Fig. 5. Combination of doxorubicin and KPT-330 is synergistic in vitro and in vivo.

a Heatmap of synergy scores from Bliss and ZIP drug–drug interaction models between KPT-330 with vincristine, actinomycin, or doxorubicin in two FHWT cell lines. Range blue (antagonistic <−10) to red (synergy >10). Representative of at least two biological replicates for each cell line. b Mean IC50s for WT cell lines treated with doxorubicin as compared to normal kidney cells. X axis is µM. SD shown from at least two biological replicates. *P value < 0.05 from a Student’s two-sided unpaired t test. c Heatmap showing synergy scores from Bliss and ZIP drug–drug interaction models in WT with KPT-330 and doxorubicin.

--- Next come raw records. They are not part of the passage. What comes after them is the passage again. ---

//! GCP-backed providers
//!
//! Real implementations of the collaborator traits over the managed
//! services' REST APIs: Cloud DLP for detection and de-identification,
//! Cloud Storage for the document areas, Cloud Pub/Sub for signaling.
//! All three share one authenticated [`GcpClient`].

mod client;

pub use client::{GcpClient, GcpConfig};

use crate::error::{PipelineError, Result};
use crate::types::{ByteContentItem, ContentItem, DeidentifyRequest, DlpJob, InspectJobConfig};
use async_trait::async_trait;
use base64::engine::general_purpose::STANDARD;
use base64::Engine;
use bytes::Bytes;
use serde::{Deserialize, Serialize};
use std::sync::Arc;

use super::{DlpService, ObjectStore, Publisher};

/// Cloud DLP detection service
pub struct GcpDlp {
    client: Arc<GcpClient>,
}

impl GcpDlp {
    pub fn new(client: Arc<GcpClient>) -> Self {
        Self { client }
    }
}

/// Request envelope for job creation
#[derive(Serialize)]
#[serde(rename_all = "camelCase")]
struct CreateJobRequest<'a> {
    inspect_job: &'a InspectJobConfig,
}

/// The service echoes the created job; only the handle matters here
#[derive(Deserialize)]
struct CreatedJob {
    name: String,
}

#[derive(Deserialize)]
struct DeidentifyResponse {
    item: ContentItem,
}

#[async_trait]
impl DlpService for GcpDlp {
    async fn create_inspect_job(&self, parent: &str, job: &InspectJobConfig) -> Result<String> {
        let url = format!("{}/{}/dlpJobs", self.client.config().dlp_endpoint, parent);
        let created: CreatedJob = self
            .client
            .post_json(&url, &CreateJobRequest { inspect_job: job })
            .await
            .map_err(|e| PipelineError::Detection {
                operation: "create_inspect_job".to_string(),
                reason: e.to_string(),
            })?;

        tracing::debug!(job = %created.name, "Inspection job created");
        Ok(created.name)
    }

    async fn get_job(&self, name: &str) -> Result<DlpJob> {
        let url = format!("{}/{}", self.client.config().dlp_endpoint, name);
        self.client
            .get_json(&url)
            .await
            .map_err(|e| PipelineError::Detection {
                operation: "get_job".to_string(),
                reason: e.to_string(),
            })
    }

    async fn deidentify(&self, request: &DeidentifyRequest) -> Result<ByteContentItem> {
        let url = format!(
            "{}/{}/content:deidentify",
            self.client.config().dlp_endpoint,
            request.parent
        );

        // Parent travels in the URL path, not the body.
        let body = serde_json::json!({
            "deidentifyConfig": request.deidentify_config,
            "inspectConfig": request.inspect_config,
            "item": request.item,
        });

        let response: DeidentifyResponse = self
            .client
            .post_json(&url, &body)
            .await
            .map_err(|e| PipelineError::Detection {
                operation: "deidentify".to_string(),
                reason: e.to_string(),
            })?;

        Ok(response.item.byte_item)
    }

    fn name(&self) -> &str {
        "gcp"
    }
}

/// Cloud Storage object store
pub struct GcpStorage {
    client: Arc<GcpClient>,
}

impl GcpStorage {
    pub fn new(client: Arc<GcpClient>) -> Self {
        Self { client }
    }

    fn object_url(&self, bucket: &str, object: &str) -> String {
        format!(
            "{}/storage/v1/b/{}/o/{}",
            self.client.config().storage_endpoint,
            bucket,
            urlencoding::encode(object)
        )
    }

    fn storage_err(bucket: &str, object: &str, e: PipelineError) -> PipelineError {
        PipelineError::Storage {
            bucket: bucket.to_string(),
            object: object.to_string(),
            reason: e.to_string(),
        }
    }
}

#[async_trait]
impl ObjectStore for GcpStorage {
    async fn copy(&self, src_bucket: &str, dst_bucket: &str, object: &str) -> Result<()> {
        let url = format!(
            "{}/copyTo/b/{}/o/{}",
            self.object_url(src_bucket, object),
            dst_bucket,
            urlencoding::encode(object)
        );
        self.client
            .post_empty(&url)
            .await
            .map_err(|e| Self::storage_err(src_bucket, object, e))
    }

    async fn delete(&self, bucket: &str, object: &str) -> Result<()> {
        let url = self.object_url(bucket, object);
        self.client
            .delete(&url)
            .await
            .map_err(|e| Self::storage_err(bucket, object, e))
    }

    async fn download(&self, bucket: &str, object: &str) -> Result<Bytes> {
        let url = format!("{}?alt=media", self.object_url(bucket, object));
        self.client
            .get_bytes(&url)
            .await
            .map_err(|e| Self::storage_err(bucket, object, e))
    }

    async fn upload(&self, bucket: &str, object: &str, data: Bytes) -> Result<()> {
        let url = format!(
            "{}/upload/storage/v1/b/{}/o?uploadType=media&name={}",
            self.client.config().storage_endpoint,
            bucket,
            urlencoding::encode(object)
        );
        self.client
            .post_bytes(&url, data)
            .await
            .map_err(|e| Self::storage_err(bucket, object, e))
    }

    fn name(&self) -> &str {
        "gcp"
    }
}

/// Cloud Pub/Sub publisher
pub struct GcpPublisher {
    client: Arc<GcpClient>,
}

impl GcpPublisher {
    pub fn new(client: Arc<GcpClient>) -> Self {
        Self { client }
    }
}

#[async_trait]
impl Publisher for GcpPublisher {
    async fn publish(&self, topic: &str, data: Vec<u8>) -> Result<()> {
        let url = format!("{}/{}:publish", self.client.config().pubsub_endpoint, topic);
        let body = serde_json::json!({
            "messages": [{"data": STANDARD.encode(&data)}],
        });

        self.client
            .post_json_discard(&url, &body)
            .await
            .map_err(|e| PipelineError::Publish {
                topic: topic.to_string(),
                reason: e.to_string(),
            })
    }

    fn name(&self) -> &str {
        "gcp"
    }
}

Range blue (antagonistic <−10) to red (synergy >10). Representative of at least two biological replicates for each cell line. d Representative 3D landscape image of the synergy score for CCLF_PEDS_0041_T2 cells treated with doxorubicin (62.5–500 nM) and KPT-330 (1.25–10 μM). e CCLF_PEDS_0041 tumor fragments were placed subcutaneously into the hind flank of NSG (NOD-SCID IL2Rgamma null) female mice. The tumor xenografts were treated with vehicle, doxorubicin, KPT-330 or the combination of doxorubicin and KPT-330 for 28 days. Log fold change of tumor volumes at day 22 were calculated as compared to time of treatment (average 114.3 mm³). **P value < 0.005, ***P value < 0.0005, ****P value <0.00005 from a Student’s unpaired two-sided t test. f Line graph depicting the tumor volume across the study days for each mouse in different treatment groups. Tumor growth was monitored until they met endpoint or the study was terminated at day 150. g Kaplan–Meier survival curves representing the probability of overall survival in the patient-derived xenografts (n = 8 per treatment group) treated with the vehicle, KPT-330, doxorubicin, and KPT-330 + doxorubicin. **P value <0.005, ****P value <0.00005.